The effect of influent fine-screening on the WWTP process was determined during the Screencap project. To achieve that, a fine-screen installation consisting of 8 fine screens was installed on one of the two identical, independent treatment lines at the Aarle-Rixtel WWTP (capacity 272,000 Population Equivalents (PE)). The fine-screen installation and both treatment lines were intensively monitored during the period from 13 October 2016 up to and including 15 August 2017. It was possible to determine the effect of the fine-screen pre-treatment on the WWTP process by comparing the results of the fine-screen treatment line with the conventional treatment line.

A baseline study was performed prior to the Screencap study, which confirmed that both treatment lines were comparable at the start of the Screencap study.

The most significant performances of the fine-screens and the effect on the most important parameters of the WWTP are shown in Table 1 below.

Table 1: The most significant performances of the fine-screens and the effect on the most important parameters of the WWTP wastewater treatment process at Aarle-Rixtel.

Parameter

 

Value
Removal yields (net):  
SM *) 20-25 %
COD 10-15 %
BOD 15 %
N 2 %
P 2 %
Screened material production 1275 kg dm/d
Energy consumption **) 53 W/m3
   
Effect on WWTP process:  
Effluent concentrations (COD, N, P) comparable
Sludge settlement (SVI) comparable
Sludge dewatering comparable
Aeration flow 15% reduction
Drainage sludge production 10% reduction
WWTP capacity 10% increase

 
*) SM (suspended matter) analysis undertaken in accordance with NEN 872 using a glass filter with 1.2 µm pore size

**) Total energy consumption, including the location-specific pump stage. Without the pump stage an energy-neutral or energy-positive installation is potentially feasible.

 

Fine-screen installation at the Aarle-Rixtel WWTP.

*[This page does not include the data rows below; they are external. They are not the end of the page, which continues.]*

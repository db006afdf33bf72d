//! Error types for calgrid.

use thiserror::Error;

/// Errors that can occur while expanding, laying out or rendering a calendar.
#[derive(Error, Debug)]
pub enum CalGridError {
    #[error("Configuration error: {0}")]
    Config(String),

    #[error("Recurring event '{0}' has no start to anchor its RRULE")]
    MissingAnchor(String),

    #[error("Invalid RRULE for event '{uid}': {message}")]
    Recurrence { uid: String, message: String },

    #[error("ICS parse error: {0}")]
    IcsParse(String),

    #[error("Unknown timezone: {0}")]
    InvalidTimezone(String),

    #[error("Invalid color '{0}'. Expected #RRGGBB")]
    InvalidColor(String),

    #[error("Invalid month: {0}")]
    InvalidMonth(String),

    #[error("PDF generation error: {0}")]
    Pdf(String),

    #[error("IO error: {0}")]
    Io(#[from] std::io::Error),
}

impl From<lopdf::Error> for CalGridError {
    fn from(err: lopdf::Error) -> Self {
        CalGridError::Pdf(err.to_string())
    }
}

/// Result type alias for calgrid operations.
pub type CalGridResult<T> = Result<T, CalGridError>;
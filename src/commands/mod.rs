pub mod config;
pub mod render;
pub mod venues;

use std::path::{Path, PathBuf};
use std::str::FromStr;

use anyhow::{Context, Result};
use calgrid_core::color::parse_assignment;
use calgrid_core::ics;
use calgrid_core::{CalendarData, CalgridConfig, ColorRegistry};
use chrono_tz::Tz;
use tracing::{debug, warn};

/// Default range length after the first month
pub const DEFAULT_MONTHS_AHEAD: u32 = 12;

/// Timezone precedence: flag, config file, system timezone, UTC.
pub fn resolve_timezone(flag: Option<&str>, config: &CalgridConfig) -> Result<Tz> {
    if let Some(name) = flag {
        return Tz::from_str(name).map_err(|_| anyhow::anyhow!("Unknown timezone: {name}"));
    }

    if let Some(tz) = config.timezone()? {
        return Ok(tz);
    }

    match iana_time_zone::get_timezone() {
        Ok(name) => match Tz::from_str(&name) {
            Ok(tz) => Ok(tz),
            Err(_) => {
                warn!(timezone = %name, "Unrecognized system timezone, using UTC");
                Ok(Tz::UTC)
            }
        },
        Err(e) => {
            warn!(error = %e, "Could not detect the system timezone, using UTC");
            Ok(Tz::UTC)
        }
    }
}

pub fn load_calendar(path: &Path, tz: Tz) -> Result<CalendarData> {
    let content = std::fs::read_to_string(path)
        .with_context(|| format!("Could not read {}", path.display()))?;

    ics::load_calendar(&content, tz).with_context(|| format!("Could not parse {}", path.display()))
}

/// Build the session's color registry: one default color per venue, then the
/// config file's overrides, then the command-line overrides.
pub fn build_registry(
    data: &CalendarData,
    seed: Option<u64>,
    config: &CalgridConfig,
    overrides: &[String],
) -> Result<ColorRegistry> {
    let venues = data.venues.iter().map(String::as_str);
    let mut registry = match seed {
        Some(seed) => ColorRegistry::seeded(venues, seed),
        None => ColorRegistry::with_random_colors(venues),
    };

    config
        .apply_colors(&mut registry)
        .context("Invalid color in config file")?;

    for assignment in overrides {
        let (venue, color) = parse_assignment(assignment)?;
        if !data.venues.contains(&venue) {
            debug!(venue = %venue, "Color override for a venue not in the calendar");
        }
        registry.set(&venue, color);
    }

    Ok(registry)
}

/// Expand a leading `~/` to the home directory.
pub fn expand_home(path: &Path) -> PathBuf {
    match (path.strip_prefix("~"), dirs::home_dir()) {
        (Ok(rest), Some(home)) => home.join(rest),
        _ => path.to_path_buf(),
    }
}

#[cfg(test)]
mod tests {
    use super::*;
    use chrono_tz::Europe::Berlin;

    fn data(venues: &[&str]) -> CalendarData {
        CalendarData {
            venues: venues.iter().map(|v| v.to_string()).collect(),
            ..CalendarData::default()
        }
    }

    #[test]
    fn timezone_flag_beats_config() {
        let config = CalgridConfig {
            timezone: Some("America/New_York".to_string()),
            ..CalgridConfig::default()
        };
        assert_eq!(resolve_timezone(Some("Europe/Berlin"), &config).unwrap(), Berlin);
        assert_eq!(
            resolve_timezone(None, &config).unwrap(),
            chrono_tz::America::New_York
        );
    }

    #[test]
    fn unknown_timezone_flag_is_an_error() {
        assert!(resolve_timezone(Some("Nowhere/Special"), &CalgridConfig::default()).is_err());
    }

    #[test]
    fn command_line_colors_win_over_config() {
        let config = CalgridConfig {
            colors: vec!["Hall=#111111".to_string(), "Cafe=#222222".to_string()],
            ..CalgridConfig::default()
        };
        let registry = build_registry(
            &data(&["Hall", "Cafe", "Annex"]),
            Some(1),
            &config,
            &["Hall=#333333".to_string()],
        )
        .unwrap();

        assert_eq!(registry.color_for("Hall").to_hex(), "#333333");
        assert_eq!(registry.color_for("Cafe").to_hex(), "#222222");
        assert_eq!(registry.len(), 3);
    }

    #[test]
    fn seeded_registry_is_reproducible() {
        let data = data(&["Hall", "Cafe"]);
        let config = CalgridConfig::default();
        assert_eq!(
            build_registry(&data, Some(7), &config, &[]).unwrap(),
            build_registry(&data, Some(7), &config, &[]).unwrap()
        );
    }

    #[test]
    fn malformed_override_is_rejected() {
        let result = build_registry(
            &data(&["Hall"]),
            None,
            &CalgridConfig::default(),
            &["Hall:#FF0000".to_string()],
        );
        assert!(result.is_err());
    }

    #[test]
    fn reads_calendar_file() {
        let dir = tempfile::tempdir().unwrap();
        let path = dir.path().join("team.ics");
        std::fs::write(
            &path,
            "BEGIN:VCALENDAR\nVERSION:2.0\nBEGIN:VEVENT\nUID:a\nSUMMARY:Standup\n\
             LOCATION:Room A\nDTSTART:20240103T090000\nEND:VEVENT\nEND:VCALENDAR\n",
        )
        .unwrap();

        let data = load_calendar(&path, Berlin).unwrap();
        assert_eq!(data.events.len(), 1);
        assert!(data.venues.contains("Room A"));

        assert!(load_calendar(&dir.path().join("missing.ics"), Berlin).is_err());
    }

    #[test]
    fn expands_home_prefix() {
        let plain = PathBuf::from("/tmp/out");
        assert_eq!(expand_home(&plain), plain);

        if let Some(home) = dirs::home_dir() {
            assert_eq!(expand_home(Path::new("~/pdfs")), home.join("pdfs"));
        }
    }
}
//! RRULE expansion for recurring events.
//!
//! Materializes events into concrete occurrence starts inside a month window,
//! respecting EXDATEs and RDATEs. All times are normalized into the window's
//! timezone before the rule set is built.

use chrono::{DateTime, Duration, NaiveDate, NaiveDateTime, NaiveTime, Utc};
use chrono_tz::Tz;
use rrule::{RRule, RRuleSet, Unvalidated};
use tracing::{debug, warn};

use crate::error::{CalGridError, CalGridResult};
use crate::event::{Event, EventTime, Recurrence, localize};
use crate::month::MonthWindow;

/// Upper bound on occurrences generated per event per window.
pub const MAX_OCCURRENCES_PER_WINDOW: u16 = 4096;

/// One concrete instance of an event.
#[derive(Debug, Clone, Copy)]
pub struct Occurrence<'a> {
    pub event: &'a Event,
    /// Start in the target timezone
    pub start: DateTime<Tz>,
}

/// Expand one event into the sorted occurrence starts inside `window`.
///
/// - Events without a time of day yield nothing.
/// - Events without an RRULE yield their own start if it lies in the window.
/// - A recurring event without a start is a configuration error.
pub fn expand(event: &Event, window: &MonthWindow) -> CalGridResult<Vec<DateTime<Tz>>> {
    let tz = window.timezone();

    let Some(recurrence) = &event.recurrence else {
        return Ok(expand_single(event, window));
    };

    let start = event
        .start
        .as_ref()
        .ok_or_else(|| CalGridError::MissingAnchor(event.uid.clone()))?;

    let Some(anchor) = start.in_timezone(tz) else {
        debug!(uid = %event.uid, "Skipping all-day recurring event");
        return Ok(Vec::new());
    };

    expand_recurring(event, recurrence, anchor, window)
}

fn expand_single(event: &Event, window: &MonthWindow) -> Vec<DateTime<Tz>> {
    let Some(start) = event.start.as_ref().and_then(|s| s.in_timezone(window.timezone())) else {
        debug!(uid = %event.uid, "Skipping event without a start time");
        return Vec::new();
    };

    if window.contains(&start) {
        vec![start]
    } else {
        Vec::new()
    }
}

fn expand_recurring(
    event: &Event,
    recurrence: &Recurrence,
    anchor: DateTime<Tz>,
    window: &MonthWindow,
) -> CalGridResult<Vec<DateTime<Tz>>> {
    let tz = window.timezone();
    let rrule_tz: rrule::Tz = tz.into();

    let invalid = |message: String| CalGridError::Recurrence {
        uid: event.uid.clone(),
        message,
    };

    let rule = until_as_utc(&recurrence.rrule, tz)
        .parse::<RRule<Unvalidated>>()
        .map_err(|e| invalid(e.to_string()))?;
    let mut rrule_set: RRuleSet = rule
        .build(anchor.with_timezone(&rrule_tz))
        .map_err(|e| invalid(e.to_string()))?;

    let exdates = normalize_dates(&recurrence.exdates, tz, &event.uid, "EXDATE");
    for exdate in &exdates {
        rrule_set = rrule_set.exdate(exdate.with_timezone(&rrule_tz));
    }

    for rdate in normalize_dates(&recurrence.rdates, tz, &event.uid, "RDATE") {
        rrule_set = rrule_set.rdate(rdate.with_timezone(&rrule_tz));
    }

    // Widen by a second on each side so both window boundaries are included
    // whether or not the rrule bounds are exclusive.
    let after = (window.start - Duration::seconds(1)).with_timezone(&rrule_tz);
    let before = (window.end + Duration::seconds(1)).with_timezone(&rrule_tz);

    let result = rrule_set
        .after(after)
        .before(before)
        .all(MAX_OCCURRENCES_PER_WINDOW);

    if result.limited {
        warn!(
            uid = %event.uid,
            limit = MAX_OCCURRENCES_PER_WINDOW,
            "Recurring event hit the per-month occurrence limit"
        );
    }

    let mut occurrences: Vec<DateTime<Tz>> = result
        .dates
        .iter()
        .map(|dt| dt.with_timezone(&tz))
        .filter(|dt| window.contains(dt) && !exdates.contains(dt))
        .collect();

    occurrences.sort();
    occurrences.dedup();

    Ok(occurrences)
}

/// Rewrite a floating or date-only UNTIL as a UTC instant.
///
/// The anchor is always built in `tz`, and the rule set only accepts a UTC
/// UNTIL next to it. A floating value is wall-clock time in `tz`; a date-only
/// value covers the whole of that day. Values that don't parse are left alone
/// for the rrule parser to report.
fn until_as_utc(rrule: &str, tz: Tz) -> String {
    rrule
        .split(';')
        .map(|part| match part.split_once('=') {
            Some((key, value)) if key.trim().eq_ignore_ascii_case("UNTIL") => {
                match local_until(value.trim()) {
                    Some(naive) => {
                        let utc = localize(tz, naive).with_timezone(&Utc);
                        format!("UNTIL={}", utc.format("%Y%m%dT%H%M%SZ"))
                    }
                    None => part.to_string(),
                }
            }
            _ => part.to_string(),
        })
        .collect::<Vec<_>>()
        .join(";")
}

fn local_until(value: &str) -> Option<NaiveDateTime> {
    if value.ends_with(['Z', 'z']) {
        return None;
    }
    if value.len() == 8 {
        let end_of_day = NaiveTime::from_hms_opt(23, 59, 59)?;
        return NaiveDate::parse_from_str(value, "%Y%m%d")
            .ok()
            .map(|date| date.and_time(end_of_day));
    }
    NaiveDateTime::parse_from_str(value, "%Y%m%dT%H%M%S").ok()
}

/// Normalize EXDATE/RDATE values into `tz`, skipping date-only values.
fn normalize_dates(dates: &[EventTime], tz: Tz, uid: &str, kind: &str) -> Vec<DateTime<Tz>> {
    dates
        .iter()
        .filter_map(|date| {
            let normalized = date.in_timezone(tz);
            if normalized.is_none() {
                warn!(uid = %uid, kind, value = %date, "Skipping date-only value on timed recurrence");
            }
            normalized
        })
        .collect()
}

/// Expand every event for one window.
///
/// Recurring events are expanded first, in input order, then single events in
/// input order. Each event's own occurrences are chronological.
pub fn collect_occurrences<'a>(
    events: &'a [Event],
    window: &MonthWindow,
) -> CalGridResult<Vec<Occurrence<'a>>> {
    let (recurring, single): (Vec<&Event>, Vec<&Event>) =
        events.iter().partition(|e| e.is_recurring());

    let mut occurrences = Vec::new();
    for event in recurring.into_iter().chain(single) {
        occurrences.extend(
            expand(event, window)?
                .into_iter()
                .map(|start| Occurrence { event, start }),
        );
    }

    Ok(occurrences)
}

Operation of a fine screen

The effect of fine-screen technology on the underlying treatment process used at the Aarle Rixtel WWTP can be summarised as follows:

  • The fine-screen technology has no negative or positive effect on the ultimate effluent quality: both treatment lines show a comparable effluent quality.
  • The fine-screen technology has no effect on the sludge settlement. The SVI remains comparable for both lines.
  • The drainage sludge production in the line with fine screens reduced by approximately 10%. As a result of this there is a substantial reduction in transport movements in relation to the transport of the surplus treatment sludge produced.
  • Apart from the reduced volume of sludge there was no noticeable effect on the sludge dewatering; the dry-matter percentage in the dewatered materials did not change, but the chemicals demand was approximately 8% lower.
  • The line using the fine-screen technology required approximately 15% less aeration energy.
  • The fine-screen material that was captured can be easily fermented and produces 2-3 times more biogas compared to normal surplus sludge cake from the Aarle-Rixtel WWTP.
  • The capacity of the WWTP increased by approximately 10% due to the use of fine-screen technology.

Major interest from the market

From the large number of feasibility studies it appears that there is a major interest in the market for Screencap. A properly validated reference for full-scale fine-screen technology has been achieved with the demonstrated use and positive results at the Aarle-Rixtel WWTP. This will facilitate the further use of fine-screen technology within and outside of Europe.

This project has received funding from the Eco-innovation initiative of the European Union; GA number ECO/13/630492/SI.2.681277 (www.screencap.eu).